Randomized control trials such as MADIT-I (Multicenter Automated Defibrillator Implantation Trial), MADIT-II, SCD-HeFT (Sudden Cardiac Death in Heart Failure Trial) have clearly demonstrated mortality benefits with ICD when compared to standard medical therapy. Trials comparing ICD with antiarrhythmic therapy such as AVID (Antiarrhythmic Versus Implantable Defibrillator) have shown similar results.

ICD placement is recommended for primary prevention of SCD in patients at increased risk of life-threatening VF/VT. ICD placement is also indicated for secondary prevention of SCD in patients with prior episodes of VF and sustained VT.

Differential Diagnosis

It is important to differentiate VF from pulseless electrical activity (PEA)/asystole as both these conditions are managed differently as per ACLS protocol. Other causes of sudden collapse such as aortic dissection and pulmonary embolism should be considered. The following conditions can be easily confused with VF on an ECG and should be ruled out.

  • Polymorphic ventricular tachycardia
  • Torsade de pointes
  • Ventricular flutter
  • Pulseless electrical activity
  • Accelerated idioventricular rhythm
  • SVT with aberrancy

Staging

Types of VF on ECG

  • Coarse VF: Majority of the waveforms measure 3 mm or greater
  • Fine VF: Majority of the waveforms measure less than 3 mm

Prognosis

Prognosis of VF depends on the time from onset to early intervention and defibrillation. Shorter delays are associated with survival rates as high as 50%.[14] In patients with ST-elevation MI, early VF (fewer than 24 hours) is associated with increased mortality compared to late VF (longer than 24 hours).[15]

VF outside the hospital can be reversed as today there are defibrillators available in many places. But the success of reversal declines at a rate of 5-10% for every minute that is delayed. Even under ideal circumstances, 30-40% of patients survive but many also develop residual neurological deficits because of anoxia. Full recovery is rare.

Complications

  • Anoxic brain injury
  • Post defibrillation arrhythmias
  • Injuries from CPR and resuscitation
  • Skin burns
  • Long terms disabilities
  • Myocardial injury
  • Death

Consultations

Consultations should include cardiology, electrophysiology, and interventional cardiology.

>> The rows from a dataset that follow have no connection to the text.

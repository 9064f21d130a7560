//! Reference model of the positional contract.
//!
//! [`ShadowStore`] tracks the bytes a handle should hold and answers reads
//! with a straightforward, independently written rendition of the policy.

use posio::PositionalIo;

/// Expected content of a store under test.
#[derive(Debug, Clone, Default, PartialEq, Eq)]
pub struct ShadowStore {
    content: Vec<u8>,
}

impl ShadowStore {
    /// Creates a model holding `content`.
    pub fn new(content: Vec<u8>) -> Self {
        Self { content }
    }

    /// Returns the modelled bytes.
    pub fn content(&self) -> &[u8] {
        &self.content
    }

    /// Returns the modelled size.
    pub fn len(&self) -> u64 {
        self.content.len() as u64
    }

    /// Returns `true` if the model holds no bytes.
    pub fn is_empty(&self) -> bool {
        self.content.is_empty()
    }

    /// Applies a positional write: pad with zeros up to `offset`, then overwrite.
    pub fn write_at(&mut self, offset: u64, data: &[u8]) -> usize {
        if data.is_empty() {
            return 0;
        }
        let offset = usize::try_from(offset).expect("model offset fits in memory");
        if self.content.len() < offset {
            self.content.resize(offset, 0);
        }
        let end = offset + data.len();
        if self.content.len() < end {
            self.content.resize(end, 0);
        }
        self.content[offset..end].copy_from_slice(data);
        data.len()
    }

    /// The result a positional read must produce.
    pub fn read_at(&self, offset: u64, length: Option<u64>) -> Option<Vec<u8>> {
        if length == Some(0) {
            return Some(Vec::new());
        }
        if offset >= self.len() {
            return None;
        }
        let start = offset as usize;
        let end = match length {
            Some(n) => start.saturating_add(n as usize).min(self.content.len()),
            None => self.content.len(),
        };
        Some(self.content[start..end].to_vec())
    }

    /// The result a read `back` bytes before the end must produce, or `None`
    /// if `back` is out of range and the call must fail.
    pub fn read_from_end(&self, back: u64, length: Option<u64>) -> Option<Option<Vec<u8>>> {
        let offset = self.len().checked_sub(back)?;
        Some(self.read_at(offset, length))
    }

    /// Asserts that `store` holds exactly the modelled bytes.
    pub fn assert_matches<S: PositionalIo + ?Sized>(&self, store: &S) {
        assert_eq!(store.size().expect("size"), self.len(), "store size differs from model");
        let actual = store.read_at(0, None).expect("full read");
        if self.is_empty() {
            assert_eq!(actual, None, "empty store must report no data");
        } else {
            assert!(
                actual.as_deref() == Some(self.content()),
                "store content differs from model"
            );
        }
    }
}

Enhancing Healthcare Team Outcomes

Cardiac arrest is a near-death experience impacting not only the patient but family members too. A variety of health care professionals should be involved from the onset of arrest up to hospital discharge. Studies have continuously demonstrated the importance of Interprofessional communication and teamwork while resuscitating patients. Successful resuscitation is an outcome of good communication and understanding your responsibilities. (LOE-1) Physicians, nurses, pharmacists, laboratory technicians all come together and commit to the success of the team.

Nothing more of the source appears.